** Opening EXTRACTED DATA block **

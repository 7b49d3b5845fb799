use std::path::PathBuf;
use thiserror::Error;

#[derive(Error, Debug)]
pub enum IngestError {
    #[error("File not found: {}", .0.display())]
    FileNotFound(PathBuf),

    #[error("Could not decode {} with any of: {}", path.display(), tried.join(", "))]
    Decode { path: PathBuf, tried: Vec<String> },

    #[error("Required columns {missing:?} not found in {}", path.display())]
    MissingColumns { path: PathBuf, missing: Vec<String> },

    #[error("No tabular data after the header block in {}", .0.display())]
    EmptyBody(PathBuf),

    #[error("Invalid layout: {0}")]
    InvalidLayout(String),

    #[error("CSV error: {0}")]
    CsvError(#[from] csv::Error),

    #[error("Serialization error: {0}")]
    SerializationError(#[from] serde_json::Error),

    #[error("IO error: {0}")]
    IoError(#[from] std::io::Error),
}

impl IngestError {
    /// Maps an open/read failure to `FileNotFound` when the path is missing.
    pub fn from_io(path: &std::path::Path, err: std::io::Error) -> Self {
        if err.kind() == std::io::ErrorKind::NotFound {
            IngestError::FileNotFound(path.to_path_buf())
        } else {
            IngestError::IoError(err)
        }
    }
}

pub type Result<T> = std::result::Result<T, IngestError>;
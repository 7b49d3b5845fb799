use chrono::NaiveDate;

/// Parses a report-date token as written in ledger export headers.
///
/// Accepts `YYYY-MM-DD`, `YYYY/MM/DD`, `YYYY.MM.DD`, `YYYYMMDD`, `MM/DD/YYYY`,
/// the Japanese `YYYY年M月D日` form, and year-month forms (`YYYY-MM`,
/// `YYYY年M月`) which resolve to the first day of the month. A trailing time
/// component is ignored.
pub fn parse_date_token(token: &str) -> Option<NaiveDate> {
    let token = token.trim();
    let date_part = token.split_whitespace().next()?;
    let date_part = date_part.split('T').next()?;

    if date_part.len() == 8 && date_part.chars().all(|c| c.is_ascii_digit()) {
        return NaiveDate::parse_from_str(date_part, "%Y%m%d").ok();
    }

    let normalized: String = date_part
        .chars()
        .filter(|c| *c != '日')
        .map(|c| match c {
            '年' | '月' | '-' | '.' | '/' => '/',
            other => other,
        })
        .collect();
    let parts: Vec<&str> = normalized.trim_end_matches('/').split('/').collect();

    match parts.as_slice() {
        [year, month, day] if year.len() == 4 => ymd(year, month, day),
        [month, day, year] if year.len() == 4 && month.len() <= 2 => ymd(year, month, day),
        [year, month] if year.len() == 4 => ymd(year, month, "1"),
        _ => None,
    }
}

fn ymd(year: &str, month: &str, day: &str) -> Option<NaiveDate> {
    let year: i32 = year.parse().ok()?;
    let month: u32 = month.parse().ok()?;
    let day: u32 = day.parse().ok()?;
    NaiveDate::from_ymd_opt(year, month, day)
}

/// Parses a monetary cell. Thousands separators and currency marks are
/// dropped; `△`/`▲` prefixes and parentheses mark negatives. Blank cells are
/// `None`, as are cells that still fail to parse.
pub fn parse_amount(cell: &str) -> Option<f64> {
    let trimmed = cell.trim();
    if trimmed.is_empty() {
        return None;
    }

    let (negative, body) = if let Some(rest) = trimmed
        .strip_prefix('△')
        .or_else(|| trimmed.strip_prefix('▲'))
    {
        (true, rest)
    } else if let Some(rest) = trimmed.strip_prefix('(').and_then(|r| r.strip_suffix(')')) {
        (true, rest)
    } else {
        (false, trimmed)
    };

    let cleaned: String = body
        .chars()
        .filter(|c| !matches!(c, ',' | '¥' | '￥' | '円' | ' '))
        .collect();

    let value: f64 = cleaned.parse().ok()?;
    Some(if negative { -value } else { value })
}

/// Returns `text` with its first `n` lines removed.
pub fn skip_lines(text: &str, n: usize) -> &str {
    if n == 0 {
        return text;
    }
    match text.match_indices('\n').nth(n - 1) {
        Some((idx, _)) => &text[idx + 1..],
        None => "",
    }
}

pub fn is_blank(cell: &str) -> bool {
    cell.trim().is_empty()
}
use crate::debug::{DebugSink, NullSink};
use crate::encoding::{decode_or_error, read_file_bytes, read_header_window, TextEncoding};
use crate::error::{IngestError, Result};
use crate::frame::Frame;
use crate::header::parse_report_date;
use crate::schema::{
    AccountTag, LedgerLayout, LedgerTable, SourceColumns, COL_ACCOUNT_CODE, COL_ACCOUNT_NAME,
    COL_DATE, DATE_FORMAT, LEDGER_COLUMNS,
};
use crate::utils::skip_lines;
use chrono::NaiveDate;
use log::{debug, error, info, warn};
use std::path::Path;

/// Loads the credit-balance ledger export: a metadata header carrying the
/// report date, followed by a per-department table.
pub struct LedgerLoader {
    layout: LedgerLayout,
    sink: Box<dyn DebugSink>,
}

impl Default for LedgerLoader {
    fn default() -> Self {
        Self::new(LedgerLayout::default())
    }
}

impl LedgerLoader {
    pub fn new(layout: LedgerLayout) -> Self {
        Self {
            layout,
            sink: Box::new(NullSink),
        }
    }

    pub fn with_debug_sink(mut self, sink: impl DebugSink + 'static) -> Self {
        self.sink = Box::new(sink);
        self
    }

    pub fn layout(&self) -> &LedgerLayout {
        &self.layout
    }

    /// Runs the full load. Every failure is logged here before it is
    /// returned; an unreadable report date is not a failure.
    pub fn load(&self, path: impl AsRef<Path>) -> Result<LedgerTable> {
        let path = path.as_ref();
        self.load_inner(path).map_err(|e| {
            error!("Failed to load credit-balance ledger {}: {}", path.display(), e);
            e
        })
    }

    fn load_inner(&self, path: &Path) -> Result<LedgerTable> {
        self.layout.validate()?;
        let layout = &self.layout;

        let (header, header_encoding) =
            read_header_window(path, layout.header_lines, &layout.encodings)?;

        // The header window can decode under an encoding the body rejects
        // (an ASCII header over a cp932 body), so the body gets the full
        // candidate list with the header's winner first.
        let candidates: Vec<TextEncoding> = std::iter::once(header_encoding)
            .chain(
                layout
                    .encodings
                    .iter()
                    .copied()
                    .filter(|e| *e != header_encoding),
            )
            .collect();
        let bytes = read_file_bytes(path)?;
        let (text, encoding) = decode_or_error(path, &bytes, &candidates)?;

        let header_date = if encoding == header_encoding {
            parse_report_date(&header, layout)
        } else {
            warn!(
                "{} header decodes as {} but the body needs {}; re-reading the header",
                path.display(),
                header_encoding,
                encoding
            );
            let header: Vec<String> = text
                .lines()
                .take(layout.header_lines)
                .map(str::to_string)
                .collect();
            parse_report_date(&header, layout)
        };

        let body = Frame::from_csv_str(skip_lines(&text, layout.header_lines))?;
        if body.columns().is_empty() {
            return Err(IngestError::EmptyBody(path.to_path_buf()));
        }
        debug!(
            "Loaded {} body rows with columns {:?}",
            body.len(),
            body.columns()
        );

        let missing = body.missing_columns(&layout.source_columns.as_list());
        if !missing.is_empty() {
            return Err(IngestError::MissingColumns {
                path: path.to_path_buf(),
                missing,
            });
        }

        let frame = normalize_department_ledger(
            &body,
            &layout.source_columns,
            &layout.account,
            header_date.date,
        );
        info!(
            "Normalized {} department rows from {} ({})",
            frame.len(),
            path.display(),
            encoding
        );
        self.sink.dump(&frame, "credit_balance_result");

        Ok(LedgerTable {
            frame,
            report_date: header_date.date,
            raw_report_date: header_date.raw,
            encoding,
        })
    }
}

/// Maps a department table onto the ledger schema.
///
/// Source columns absent from `body` are skipped rather than rejected;
/// callers that require them check beforehand.
pub(crate) fn normalize_department_ledger(
    body: &Frame,
    columns: &SourceColumns,
    account: &AccountTag,
    date: Option<NaiveDate>,
) -> Frame {
    let mut frame = body.select(&columns.as_list());

    let dropped = frame.retain_non_blank(&columns.department_code);
    if dropped > 0 {
        debug!("Dropped {} rows without a department code", dropped);
    }

    for (from, to) in columns.rename_pairs() {
        frame.rename(from, to);
    }

    let date_cell = date
        .map(|d| d.format(DATE_FORMAT).to_string())
        .unwrap_or_default();
    frame.with_constant(COL_DATE, &date_cell);
    frame.with_constant(COL_ACCOUNT_CODE, &account.code);
    frame.with_constant(COL_ACCOUNT_NAME, &account.name);

    frame.select(&LEDGER_COLUMNS)
}

pub fn load_credit_balance(path: impl AsRef<Path>) -> Result<LedgerTable> {
    LedgerLoader::default().load(path)
}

** Closing EXTRACTED DATA block **

- [EXERCISE]: Retrieve every line above holding the word "NullSink".

- [EXERCISE ANSWER]:
use crate::debug::{DebugSink, NullSink};
            sink: Box::new(NullSink),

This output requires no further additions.